Principal differences between the thoracic and the lumbar and cervical spines

Visceral versus musculoskeletal pain

Because referred pain from visceral problems can mimic pain of musculoskeletal origin and vice versa, the first step towards diagnosis must always be to differentiate these two categories. The character of the pain is usually of little help in the differential diagnosis because it has the same features in both. Pain referred from heart, lungs and intestines is usually poorly localized and vaguely delineated, and is referred to a segmental or multisegmental distribution. The behaviour of the pain may also mislead the examiner. One of the main characteristics of pain in lesions of moving parts is that it is brought on by posture and movement. This is also the case in thoracic lesions: if the patient’s symptoms depend on activity rather than on visceral function, a cause originating from moving parts should be considered. However, it is important to keep in mind the fact that posture, physical activity, a deep breath or a cough may also influence visceral pain in the thorax or abdomen.

The best method of differentiating is to work in two complementary ways: exclusion of any visceral disorder through a thorough internal check-up, together with positive confirmation of a provisional orthopaedic diagnosis (Fig. 25.1). This routine will also safeguard against unnecessary technical investigations and delays in diagnosis and treatment.13

Discal lesions

Discodural and discoradicular interactions are well-known causes of cervical and lumbar pain.

In a discodural lesion, a shifted component of the disc impinges on the dura and causes pain that has multisegmental characteristics (crossing the midline and occupying several dermatomes). Discodural conflicts are characterized by two sets of symptoms and signs: articular and dural (see Ch. 33).

In a discoradicular lesion, the subluxated disc component impinges on the nerve root and its dural sleeve. The pain and paraesthesia that result are strictly segmental. Discoradicular conflicts are characterized by three sets of symptoms and signs: articular, root and cord.

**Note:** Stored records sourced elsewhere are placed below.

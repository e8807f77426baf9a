//! Shared utilities.
//!
//! - [`errors`]: the application error type and its HTTP translation
//! - [`password`]: bcrypt password hashing and verification

pub mod errors;
pub mod password;
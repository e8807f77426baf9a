use axum::{
    extract::{MatchedPath, Request},
    middleware::Next,
    response::Response,
};
use std::time::Instant;
use tracing::{error, info, warn};
use tracing_subscriber::{EnvFilter, layer::SubscriberExt, util::SubscriberInitExt};

use crate::config::server::ServerConfig;

/// Console subscriber with an env-derived filter. `RUST_LOG` always wins;
/// without it the global error logging flag decides how chatty the default
/// filter is.
pub fn init_tracing(config: &ServerConfig) {
    let default_filter = if config.enable_global_error_logging {
        // axum logs rejections from built-in extractors with the `axum::rejection`
        // target, at `TRACE` level. `axum::rejection=trace` enables showing those events
        format!(
            "{}=debug,tower_http=debug,axum::rejection=trace",
            env!("CARGO_CRATE_NAME")
        )
    } else {
        format!("{}=info,tower_http=warn", env!("CARGO_CRATE_NAME"))
    };

    tracing_subscriber::registry()
        .with(EnvFilter::try_from_default_env().unwrap_or_else(|_| default_filter.into()))
        .with(tracing_subscriber::fmt::layer())
        .init();
}

/// Logs every request with a generated id, the matched route, status and
/// latency. Severity follows the status class.
pub async fn logging_middleware(req: Request, next: Next) -> Response {
    let start = Instant::now();
    let method = req.method().clone();
    let uri = req.uri().clone();
    let matched_path = req
        .extensions()
        .get::<MatchedPath>()
        .map(|p| p.as_str().to_string())
        .unwrap_or_else(|| uri.path().to_string());

    let request_id = uuid::Uuid::new_v4().to_string();

    info!(
        request_id = %request_id,
        method = %method,
        path = %matched_path,
        "Incoming request"
    );

    let response = next.run(req).await;
    let latency = start.elapsed();
    let status = response.status();

    match status.as_u16() {
        400..=499 => {
            warn!(
                request_id = %request_id,
                method = %method,
                path = %matched_path,
                status = %status.as_u16(),
                latency_ms = %latency.as_millis(),
                "Client error"
            );
        }
        500..=599 => {
            error!(
                request_id = %request_id,
                method = %method,
                path = %matched_path,
                status = %status.as_u16(),
                latency_ms = %latency.as_millis(),
                "Server error"
            );
        }
        _ => {
            info!(
                request_id = %request_id,
                method = %method,
                path = %matched_path,
                status = %status.as_u16(),
                latency_ms = %latency.as_millis(),
                "Request completed"
            );
        }
    }

    response
}
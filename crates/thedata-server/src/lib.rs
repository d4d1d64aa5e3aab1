pub mod broker;
pub mod config;
pub mod error;
pub mod routes;
pub mod service;
pub mod state;

use anyhow::Context;
use axum::routing::get;
use axum::Router;
use std::future::Future;
use std::sync::Arc;
use tower_http::trace::TraceLayer;

use crate::service::ServiceContext;
use crate::state::AppState;

/// Build the axum Router with the liveness route and request tracing.
/// Used by `serve_on()` and available for integration testing.
pub fn build_router(state: AppState) -> Router {
    Router::new()
        .route("/health", get(routes::health::health_check))
        .layer(TraceLayer::new_for_http())
        .with_state(state)
}

/// Run the service on a pre-bound listener until Ctrl+C or SIGTERM.
pub async fn serve_on(
    listener: tokio::net::TcpListener,
    service: Arc<ServiceContext>,
) -> anyhow::Result<()> {
    serve_with_shutdown(listener, service, shutdown_signal()).await
}

/// Connect to the broker, serve until `signal` resolves, then release the
/// connection.
///
/// A failed connection is returned before any request is served.
pub async fn serve_with_shutdown<F>(
    listener: tokio::net::TcpListener,
    service: Arc<ServiceContext>,
    signal: F,
) -> anyhow::Result<()>
where
    F: Future<Output = ()> + Send + 'static,
{
    service
        .startup()
        .await
        .context("failed to initialize NATS connection")?;

    let addr = listener.local_addr()?;
    tracing::info!("thedata liveness service listening on http://{addr}");

    let app = build_router(AppState::new(service.clone()));
    let result = axum::serve(listener, app)
        .with_graceful_shutdown(signal)
        .await;

    service.shutdown().await;
    result?;
    Ok(())
}

/// Wait for shutdown signal (Ctrl+C or SIGTERM)
pub async fn shutdown_signal() {
    let ctrl_c = async {
        if let Err(e) = tokio::signal::ctrl_c().await {
            tracing::error!("failed to install Ctrl+C handler: {e}");
            std::future::pending::<()>().await;
        }
    };

    #[cfg(unix)]
    let terminate = async {
        match tokio::signal::unix::signal(tokio::signal::unix::SignalKind::terminate()) {
            Ok(mut sigterm) => {
                sigterm.recv().await;
            }
            Err(e) => {
                tracing::error!("failed to install SIGTERM handler: {e}");
                std::future::pending::<()>().await;
            }
        }
    };

    #[cfg(not(unix))]
    let terminate = std::future::pending::<()>();

    tokio::select! {
        _ = ctrl_c => {
            tracing::info!("received Ctrl+C");
        },
        _ = terminate => {
            tracing::info!("received SIGTERM");
        },
    }
}
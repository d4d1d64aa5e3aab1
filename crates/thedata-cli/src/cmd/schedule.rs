use crate::output::{print_json, print_table};
use anyhow::{bail, Result};
use chrono::{DateTime, SecondsFormat, Utc};
use serde::Serialize;
use thedata_core::repository::thedata_repository;

#[derive(Serialize)]
struct UpcomingTicks {
    name: String,
    job: String,
    cron: String,
    upcoming: Vec<DateTime<Utc>>,
}

/// Print the next `count` fire times of each schedule (or just `name`).
pub fn run(name: Option<&str>, count: usize, after: Option<DateTime<Utc>>, json: bool) -> Result<()> {
    let defs = thedata_repository()?;
    let after = after.unwrap_or_else(Utc::now);

    let ticks: Vec<UpcomingTicks> = defs
        .schedules()
        .filter(|s| name.map_or(true, |n| n == s.name))
        .map(|s| UpcomingTicks {
            name: s.name.clone(),
            job: s.job_name.clone(),
            cron: s.cron.to_string(),
            upcoming: s.cron.upcoming(&after, count),
        })
        .collect();

    if let (Some(name), true) = (name, ticks.is_empty()) {
        bail!("schedule not found: {name}");
    }

    if json {
        return print_json(&ticks);
    }

    let rows: Vec<Vec<String>> = ticks
        .iter()
        .flat_map(|t| {
            t.upcoming.iter().map(|at| {
                vec![
                    t.name.clone(),
                    t.job.clone(),
                    at.to_rfc3339_opts(SecondsFormat::Secs, true),
                ]
            })
        })
        .collect();
    print_table(&["SCHEDULE", "JOB", "NEXT RUN (UTC)"], &rows);
    Ok(())
}
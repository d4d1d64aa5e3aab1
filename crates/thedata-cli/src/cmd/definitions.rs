use crate::output::{dash_if_empty, print_json, print_table};
use anyhow::Result;
use thedata_core::repository::thedata_repository;

/// Print the registration surface of `thedata_repository`.
pub fn run(json: bool) -> Result<()> {
    let summary = thedata_repository()?.describe()?;
    if json {
        return print_json(&summary);
    }

    println!("Repository: {}\n", summary.name);

    let assets: Vec<Vec<String>> = summary
        .assets
        .iter()
        .map(|a| {
            let deps: Vec<String> = a
                .inputs
                .iter()
                .map(|(name, key)| format!("{name}<-{key}"))
                .collect();
            vec![
                a.key.to_string(),
                dash_if_empty(&deps.join(", ")),
                dash_if_empty(a.description.as_deref().unwrap_or_default()),
            ]
        })
        .collect();
    print_table(&["ASSET", "INPUTS", "DESCRIPTION"], &assets);
    println!();

    let jobs: Vec<Vec<String>> = summary
        .jobs
        .iter()
        .map(|j| {
            let selection: Vec<&str> = j.selection.iter().map(|k| k.as_str()).collect();
            vec![j.name.clone(), selection.join(" -> ")]
        })
        .collect();
    print_table(&["JOB", "SELECTION"], &jobs);
    println!();

    let schedules: Vec<Vec<String>> = summary
        .schedules
        .iter()
        .map(|s| vec![s.name.clone(), s.job.clone(), s.cron.clone()])
        .collect();
    print_table(&["SCHEDULE", "JOB", "CRON"], &schedules);
    Ok(())
}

Disc lesions also commonly occur in the thoracic spine but often show characteristics that are quite different from those found at the lumbar and cervical spines.

• The articular signs are subtle: a discodural interaction at the cervical or lumbar level usually presents with a clear partial articular pattern: some movements hurt or are limited and others do not, always in an asymmetrical way. This is not so in the thoracic spine. Because of the rigidity of the thorax, such an obvious pattern is seldom found. Very often, only one of the six passive movements, usually a rotation, is positive and then only slightly so. Therefore diagnosis in the thoracic spine is more tentative and may have to be based on smaller, subtler abnormalities.

• Neurological deficit is seldom encountered in a thoracic disc lesion: whereas some degree of neurological deficit is a common finding in cervical or lumbar posterolateral disc lesions, muscular weakness is rarely detectable in thoracic discoradicular lesions. Also, disturbance of sensation is very rare. This absence of neurological signs is probably the outcome of the location of the nerve root in the intervertebral foramen, where it lies mainly behind the lower aspect of the vertebral body and less behind the disc (see online chapter Applied anatomy of the thorax and abdomen).

• There is no tendency to spontaneous recovery: in the lumbar and cervical spines there is usually a spontaneous cure for root pain, which seldom lasts longer than 4 months at the cervical level and 12 months at the lumbar level. At the thoracic level, no such tendency exists and constant root pain can persist for many years.

• Protrusions can usually be reduced: although thoracic disc lesions are more difficult to diagnose, they are easily and effectively cured. Protrusions – no matter how long they have been present, or whether they are posterocentral or posterolateral, or soft or hard – can usually be reduced by 1–3 sessions of manipulations. Unlike at the lumbar or cervical levels, time is not a criterion for reducibility. Hence a disc displacement may well prove reducible after constant root pain, even of several years’ standing. Traction is seldom required because the protrusions are usually of the annular type.

Referred pain

Both musculoskeletal and visceral lesions can be the source of pain referred to the thoracic and/or abdominal wall.

Pain referred from musculoskeletal structures

Dura mater and nerve roots

Pain originating from the dura mater is referred in a multisegmental way: it crosses the midline and may cover several consecutive dermatomes (see p. 18). A possible explanation for this phenomenon may lie in its multisegmental origin, which is reflected in the considerable overlap between the fibres of the consecutive sinuvertebral nerves innervating its anterior aspect.4 Recent research has demonstrated that dural pain may spread over eight segments with considerable overlap between adjacent and contralateral dura mater.5 This may be an explanation for the fact that lower cervical discodural conflicts may produce pain that spreads into the upper thoracic level (Fig. 25.2a) or that lumbar dural pain causes pain in the lower thoracic region (Fig. 25.2b).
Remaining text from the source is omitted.